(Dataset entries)
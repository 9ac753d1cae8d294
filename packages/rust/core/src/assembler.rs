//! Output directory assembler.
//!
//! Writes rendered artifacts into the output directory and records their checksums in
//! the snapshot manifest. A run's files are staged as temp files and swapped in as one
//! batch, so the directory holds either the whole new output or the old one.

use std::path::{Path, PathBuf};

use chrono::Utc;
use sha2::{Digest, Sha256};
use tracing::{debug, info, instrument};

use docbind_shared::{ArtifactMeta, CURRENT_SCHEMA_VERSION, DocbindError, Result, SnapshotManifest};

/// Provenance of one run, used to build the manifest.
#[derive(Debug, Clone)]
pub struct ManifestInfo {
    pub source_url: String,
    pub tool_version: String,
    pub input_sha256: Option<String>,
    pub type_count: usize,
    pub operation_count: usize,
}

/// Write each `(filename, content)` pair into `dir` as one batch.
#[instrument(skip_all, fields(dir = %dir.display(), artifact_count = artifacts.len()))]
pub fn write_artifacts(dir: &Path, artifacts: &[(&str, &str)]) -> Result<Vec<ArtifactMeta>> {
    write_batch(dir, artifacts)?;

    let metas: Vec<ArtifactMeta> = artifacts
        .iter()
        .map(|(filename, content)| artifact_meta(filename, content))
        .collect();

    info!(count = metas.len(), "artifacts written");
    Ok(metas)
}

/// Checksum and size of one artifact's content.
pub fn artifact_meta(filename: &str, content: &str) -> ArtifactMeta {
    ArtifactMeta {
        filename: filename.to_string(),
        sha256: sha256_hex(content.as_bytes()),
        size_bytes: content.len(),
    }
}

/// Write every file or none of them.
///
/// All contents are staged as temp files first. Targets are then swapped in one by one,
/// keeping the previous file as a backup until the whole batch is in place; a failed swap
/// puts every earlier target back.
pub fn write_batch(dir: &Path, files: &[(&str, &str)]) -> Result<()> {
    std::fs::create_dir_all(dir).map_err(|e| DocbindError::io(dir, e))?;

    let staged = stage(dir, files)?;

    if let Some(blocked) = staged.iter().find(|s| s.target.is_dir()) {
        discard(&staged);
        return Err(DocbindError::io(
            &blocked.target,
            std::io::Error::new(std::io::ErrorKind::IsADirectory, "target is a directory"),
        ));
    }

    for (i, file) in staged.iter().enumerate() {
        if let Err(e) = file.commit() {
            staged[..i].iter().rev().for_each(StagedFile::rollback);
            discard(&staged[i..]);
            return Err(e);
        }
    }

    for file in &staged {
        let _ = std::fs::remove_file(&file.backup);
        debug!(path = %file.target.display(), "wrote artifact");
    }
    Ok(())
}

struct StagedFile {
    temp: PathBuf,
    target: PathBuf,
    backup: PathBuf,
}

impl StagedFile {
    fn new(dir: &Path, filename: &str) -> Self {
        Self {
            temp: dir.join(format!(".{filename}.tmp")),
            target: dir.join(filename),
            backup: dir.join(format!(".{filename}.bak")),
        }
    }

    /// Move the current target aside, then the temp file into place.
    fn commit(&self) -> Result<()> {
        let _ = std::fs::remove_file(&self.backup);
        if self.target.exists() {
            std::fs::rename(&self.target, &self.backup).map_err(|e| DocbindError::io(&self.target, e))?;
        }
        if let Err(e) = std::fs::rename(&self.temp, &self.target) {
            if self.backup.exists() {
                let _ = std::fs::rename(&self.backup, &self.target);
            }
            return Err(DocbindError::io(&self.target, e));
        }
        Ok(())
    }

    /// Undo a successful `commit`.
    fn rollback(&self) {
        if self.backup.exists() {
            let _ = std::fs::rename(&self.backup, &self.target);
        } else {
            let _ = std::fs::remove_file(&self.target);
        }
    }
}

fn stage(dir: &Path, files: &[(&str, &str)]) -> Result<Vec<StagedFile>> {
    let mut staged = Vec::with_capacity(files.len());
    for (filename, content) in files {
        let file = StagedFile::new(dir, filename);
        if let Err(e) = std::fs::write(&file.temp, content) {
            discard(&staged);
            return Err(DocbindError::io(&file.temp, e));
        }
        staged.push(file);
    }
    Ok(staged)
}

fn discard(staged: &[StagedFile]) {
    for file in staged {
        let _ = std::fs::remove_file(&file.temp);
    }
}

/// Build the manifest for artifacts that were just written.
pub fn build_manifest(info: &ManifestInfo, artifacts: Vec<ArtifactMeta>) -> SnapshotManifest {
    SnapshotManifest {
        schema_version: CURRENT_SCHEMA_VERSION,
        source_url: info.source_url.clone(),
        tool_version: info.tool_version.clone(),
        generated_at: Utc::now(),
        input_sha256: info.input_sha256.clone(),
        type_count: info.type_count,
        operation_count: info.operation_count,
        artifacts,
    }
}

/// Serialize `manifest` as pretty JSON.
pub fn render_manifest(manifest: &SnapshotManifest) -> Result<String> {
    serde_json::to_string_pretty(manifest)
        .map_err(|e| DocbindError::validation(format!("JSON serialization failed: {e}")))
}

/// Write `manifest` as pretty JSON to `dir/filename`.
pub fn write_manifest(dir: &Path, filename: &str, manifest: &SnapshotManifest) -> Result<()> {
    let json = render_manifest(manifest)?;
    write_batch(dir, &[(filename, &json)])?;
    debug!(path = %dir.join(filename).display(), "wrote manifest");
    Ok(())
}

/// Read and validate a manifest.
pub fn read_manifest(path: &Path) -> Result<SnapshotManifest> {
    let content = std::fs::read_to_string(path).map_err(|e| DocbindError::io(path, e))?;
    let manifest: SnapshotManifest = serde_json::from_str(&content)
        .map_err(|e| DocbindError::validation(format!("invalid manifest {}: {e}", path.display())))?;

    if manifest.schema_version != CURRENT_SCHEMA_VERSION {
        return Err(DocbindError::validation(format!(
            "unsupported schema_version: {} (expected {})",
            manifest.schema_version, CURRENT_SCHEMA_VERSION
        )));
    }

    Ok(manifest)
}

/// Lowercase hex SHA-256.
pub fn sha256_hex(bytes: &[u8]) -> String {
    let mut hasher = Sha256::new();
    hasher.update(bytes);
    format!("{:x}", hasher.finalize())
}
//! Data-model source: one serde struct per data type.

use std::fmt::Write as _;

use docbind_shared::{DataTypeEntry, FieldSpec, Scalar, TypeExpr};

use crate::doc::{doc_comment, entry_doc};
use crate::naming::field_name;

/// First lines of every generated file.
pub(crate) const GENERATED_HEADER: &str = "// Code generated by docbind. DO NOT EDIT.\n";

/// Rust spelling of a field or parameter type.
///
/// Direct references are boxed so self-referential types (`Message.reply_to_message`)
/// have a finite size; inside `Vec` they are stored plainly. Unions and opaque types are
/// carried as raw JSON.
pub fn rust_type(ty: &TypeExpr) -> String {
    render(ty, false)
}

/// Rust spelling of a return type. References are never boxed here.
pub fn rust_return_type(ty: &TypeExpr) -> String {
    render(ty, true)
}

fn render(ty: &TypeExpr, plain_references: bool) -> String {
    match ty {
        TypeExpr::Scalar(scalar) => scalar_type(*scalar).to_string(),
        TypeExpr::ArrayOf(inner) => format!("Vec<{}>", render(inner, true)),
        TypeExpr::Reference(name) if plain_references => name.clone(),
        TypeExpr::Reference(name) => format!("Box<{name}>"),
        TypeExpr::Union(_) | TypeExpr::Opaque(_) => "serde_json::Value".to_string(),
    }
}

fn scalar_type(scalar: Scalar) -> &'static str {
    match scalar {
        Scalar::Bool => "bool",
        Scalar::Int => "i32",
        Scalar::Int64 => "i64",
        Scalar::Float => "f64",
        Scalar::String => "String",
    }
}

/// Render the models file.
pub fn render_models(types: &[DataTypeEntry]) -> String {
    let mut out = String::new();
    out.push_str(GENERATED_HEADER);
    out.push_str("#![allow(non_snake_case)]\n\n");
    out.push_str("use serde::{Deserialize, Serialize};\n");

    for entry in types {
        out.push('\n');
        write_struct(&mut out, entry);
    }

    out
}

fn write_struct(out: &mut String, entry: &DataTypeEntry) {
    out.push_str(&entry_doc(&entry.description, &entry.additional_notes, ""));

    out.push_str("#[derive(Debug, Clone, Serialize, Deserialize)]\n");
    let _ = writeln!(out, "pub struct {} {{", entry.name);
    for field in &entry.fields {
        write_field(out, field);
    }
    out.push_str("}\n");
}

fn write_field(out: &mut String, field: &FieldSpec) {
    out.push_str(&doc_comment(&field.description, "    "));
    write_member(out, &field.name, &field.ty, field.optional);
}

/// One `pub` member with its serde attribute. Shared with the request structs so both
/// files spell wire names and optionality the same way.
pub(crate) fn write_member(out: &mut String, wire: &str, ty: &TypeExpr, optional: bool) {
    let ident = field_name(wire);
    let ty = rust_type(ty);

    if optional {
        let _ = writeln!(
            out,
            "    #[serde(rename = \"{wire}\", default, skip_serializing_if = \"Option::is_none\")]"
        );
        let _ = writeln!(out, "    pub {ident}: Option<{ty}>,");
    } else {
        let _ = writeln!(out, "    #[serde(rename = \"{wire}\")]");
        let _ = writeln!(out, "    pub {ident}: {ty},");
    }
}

• EXERCISE PROMPT: Work through the data above line by line and give the number of lines in which "ArtifactMeta" occurs. Add nothing else.

• SOLVED PROBLEM: 6